*Task details*
Transcribe word for word the lines spanning the line with "pub fn build(self)" through the end of the records.
-=-=-
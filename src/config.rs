use anyhow::{anyhow, Context, Result};
use serde::{Deserialize, Serialize};
use std::path::{Path, PathBuf};

/// Configuration for the batch watermark remover
#[derive(Debug, Clone, Default, Serialize, Deserialize, PartialEq)]
#[serde(default)]
pub struct Config {
    /// External converter invocation
    pub converter: ConverterConfig,

    /// Queue admission rules
    pub queue: QueueConfig,

    /// Output naming and result files
    pub output: OutputConfig,

    /// Presentation loop settings
    pub ui: UiConfig,
}

#[derive(Debug, Clone, Serialize, Deserialize, PartialEq)]
#[serde(default)]
pub struct ConverterConfig {
    /// Python interpreter; defaults to the virtual environment next to the program
    #[serde(skip_serializing_if = "Option::is_none")]
    pub python: Option<PathBuf>,

    /// Watermark removal script, relative to the working directory
    pub script: PathBuf,

    /// Working directory for the converter; defaults to the program directory
    #[serde(skip_serializing_if = "Option::is_none")]
    pub work_dir: Option<PathBuf>,

    /// Arguments appended after `<input> <output>`
    pub extra_args: Vec<String>,

    /// Number of stderr characters kept for the log
    pub stderr_excerpt_chars: usize,
}

#[derive(Debug, Clone, Serialize, Deserialize, PartialEq)]
#[serde(default)]
pub struct QueueConfig {
    /// Accepted input extension, compared case-insensitively
    pub accepted_extension: String,

    /// Reject paths that do not exist when they are added
    pub require_existing: bool,

    /// Scan directories given on the command line for matching videos
    pub scan_directories: bool,
}

#[derive(Debug, Clone, Serialize, Deserialize, PartialEq)]
#[serde(default)]
pub struct OutputConfig {
    /// Default output folder when none is given on the command line
    #[serde(skip_serializing_if = "Option::is_none")]
    pub base_dir: Option<PathBuf>,

    /// Appended to the input file stem
    pub suffix: String,

    /// Extension of the produced files
    pub extension: String,

    /// Write a JSON summary into the output folder after each run
    pub save_results: bool,

    /// File name of the JSON summary
    pub results_file: String,
}

#[derive(Debug, Clone, Serialize, Deserialize, PartialEq)]
#[serde(default)]
pub struct UiConfig {
    /// Interval between event channel polls (milliseconds)
    pub poll_interval_ms: u64,

    /// Prefix log lines with a local timestamp
    pub show_timestamps: bool,
}

impl ConverterConfig {
    /// Directory the converter runs in
    pub fn resolved_work_dir(&self) -> PathBuf {
        if let Some(dir) = &self.work_dir {
            return dir.clone();
        }
        std::env::current_exe()
            .ok()
            .and_then(|exe| exe.parent().map(Path::to_path_buf))
            .unwrap_or_else(|| PathBuf::from("."))
    }

    /// Interpreter used to run the script
    pub fn resolved_python(&self) -> PathBuf {
        match &self.python {
            Some(python) => python.clone(),
            None => self.resolved_work_dir().join(default_venv_python()),
        }
    }
}

/// Interpreter location inside a virtual environment
fn default_venv_python() -> PathBuf {
    if cfg!(windows) {
        PathBuf::from("venv").join("Scripts").join("python.exe")
    } else {
        PathBuf::from("venv").join("bin").join("python")
    }
}

impl Config {
    /// Load configuration from file
    pub fn load() -> Result<Self> {
        let config_paths = [
            "batch-watermark-remover.toml",
            "config/batch-watermark-remover.toml",
        ];

        for path in &config_paths {
            if Path::new(path).exists() {
                match Self::from_file(path) {
                    Ok(config) => {
                        tracing::info!("📄 Loaded configuration from: {}", path);
                        return Ok(config);
                    }
                    Err(e) => {
                        tracing::warn!("Failed to parse config file {}: {}", path, e);
                    }
                }
            }
        }

        Self::from_env()
    }

    /// Load configuration from an explicit TOML file
    pub fn from_file(path: impl AsRef<Path>) -> Result<Self> {
        let path = path.as_ref();
        let config_str = std::fs::read_to_string(path)
            .with_context(|| format!("Failed to read config file {}", path.display()))?;
        let config = toml::from_str(&config_str)
            .with_context(|| format!("Failed to parse config file {}", path.display()))?;
        Ok(config)
    }

    /// Load configuration from environment variables
    pub fn from_env() -> Result<Self> {
        let mut config = Self::default();

        if let Ok(python) = std::env::var("WATERMARK_REMOVER_PYTHON") {
            config.converter.python = Some(PathBuf::from(python));
        }

        if let Ok(script) = std::env::var("WATERMARK_REMOVER_SCRIPT") {
            config.converter.script = PathBuf::from(script);
        }

        if let Ok(work_dir) = std::env::var("WATERMARK_REMOVER_WORK_DIR") {
            config.converter.work_dir = Some(PathBuf::from(work_dir));
        }

        if let Ok(output_dir) = std::env::var("WATERMARK_REMOVER_OUTPUT_DIR") {
            config.output.base_dir = Some(PathBuf::from(output_dir));
        }

        Ok(config)
    }

    /// Save configuration to file
    pub fn save(&self, path: impl AsRef<Path>) -> Result<()> {
        let path = path.as_ref();
        let config_str = toml::to_string_pretty(self)?;
        std::fs::write(path, config_str)?;
        tracing::info!("💾 Configuration saved to: {}", path.display());
        Ok(())
    }

    /// Validate configuration
    pub fn validate(&self) -> Result<()> {
        if self.converter.script.as_os_str().is_empty() {
            return Err(anyhow!("converter.script must not be empty"));
        }

        let extension = self.queue.accepted_extension.trim_start_matches('.');
        if extension.is_empty() {
            return Err(anyhow!("queue.accepted_extension must not be empty"));
        }

        if self.output.extension.trim_start_matches('.').is_empty() {
            return Err(anyhow!("output.extension must not be empty"));
        }

        // An empty suffix would overwrite inputs that already sit in the output folder
        if self.output.suffix.is_empty() {
            return Err(anyhow!("output.suffix must not be empty"));
        }

        if self.output.save_results && self.output.results_file.is_empty() {
            return Err(anyhow!("output.results_file required when save_results is enabled"));
        }

        if self.ui.poll_interval_ms == 0 {
            return Err(anyhow!("ui.poll_interval_ms must be greater than 0"));
        }

        tracing::debug!("✅ Configuration validation passed");
        Ok(())
    }

    /// Get runtime configuration summary
    pub fn summary(&self) -> String {
        format!(
            "Batch Watermark Remover Configuration:\n\
            - Python: {}\n\
            - Script: {}\n\
            - Working Directory: {}\n\
            - Extra Arguments: {}\n\
            - Accepted Extension: .{}\n\
            - Output Naming: <name>{}.{}\n\
            - Save Results: {}\n\
            - Poll Interval: {}ms",
            self.converter.resolved_python().display(),
            self.converter.script.display(),
            self.converter.resolved_work_dir().display(),
            self.converter.extra_args.join(" "),
            self.queue.accepted_extension.trim_start_matches('.'),
            self.output.suffix,
            self.output.extension.trim_start_matches('.'),
            self.output.save_results,
            self.ui.poll_interval_ms,
        )
    }
}

impl Default for ConverterConfig {
    fn default() -> Self {
        Self {
            python: None,
            script: PathBuf::from("remwm.py"),
            work_dir: None,
            extra_args: vec!["--overwrite".to_string()],
            stderr_excerpt_chars: 100,
        }
    }
}

impl Default for QueueConfig {
    fn default() -> Self {
        Self {
            accepted_extension: "mp4".to_string(),
            require_existing: true,
            scan_directories: true,
        }
    }
}

impl Default for OutputConfig {
    fn default() -> Self {
        Self {
            base_dir: None,
            suffix: "_no_watermark".to_string(),
            extension: "mp4".to_string(),
            save_results: false,
            results_file: "batch_results.json".to_string(),
        }
    }
}

impl Default for UiConfig {
    fn default() -> Self {
        Self {
            poll_interval_ms: 100,
            show_timestamps: false,
        }
    }
}

/// Configuration builder for programmatic config creation
pub struct ConfigBuilder {
    config: Config,
}

impl ConfigBuilder {
    pub fn new() -> Self {
        Self {
            config: Config::default(),
        }
    }

    pub fn with_python(mut self, python: PathBuf) -> Self {
        self.config.converter.python = Some(python);
        self
    }

    pub fn with_script(mut self, script: PathBuf) -> Self {
        self.config.converter.script = script;
        self
    }

    pub fn with_work_dir(mut self, dir: PathBuf) -> Self {
        self.config.converter.work_dir = Some(dir);
        self
    }

    pub fn with_extra_args(mut self, args: Vec<String>) -> Self {
        self.config.converter.extra_args = args;
        self
    }

    pub fn with_output_dir(mut self, dir: PathBuf) -> Self {
        self.config.output.base_dir = Some(dir);
        self
    }

    pub fn with_suffix(mut self, suffix: impl Into<String>) -> Self {
        self.config.output.suffix = suffix.into();
        self
    }

    pub fn save_results(mut self, enable: bool) -> Self {
        self.config.output.save_results = enable;
        self
    }

    pub fn require_existing(mut self, enable: bool) -> Self {
        self.config.queue.require_existing = enable;
        self
    }

    pub fn with_poll_interval_ms(mut self, millis: u64) -> Self {
        self.config.ui.poll_interval_ms = millis;
        self
    }

    pub fn build(self) -> Config {
        self.config
    }
}

impl Default for ConfigBuilder {
    fn default() -> Self {
        Self::new()
    }
}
-=-=-
*Problem solution*
    pub fn build(self) -> Config {
        self.config
    }
}

impl Default for ConfigBuilder {
    fn default() -> Self {
        Self::new()
    }
}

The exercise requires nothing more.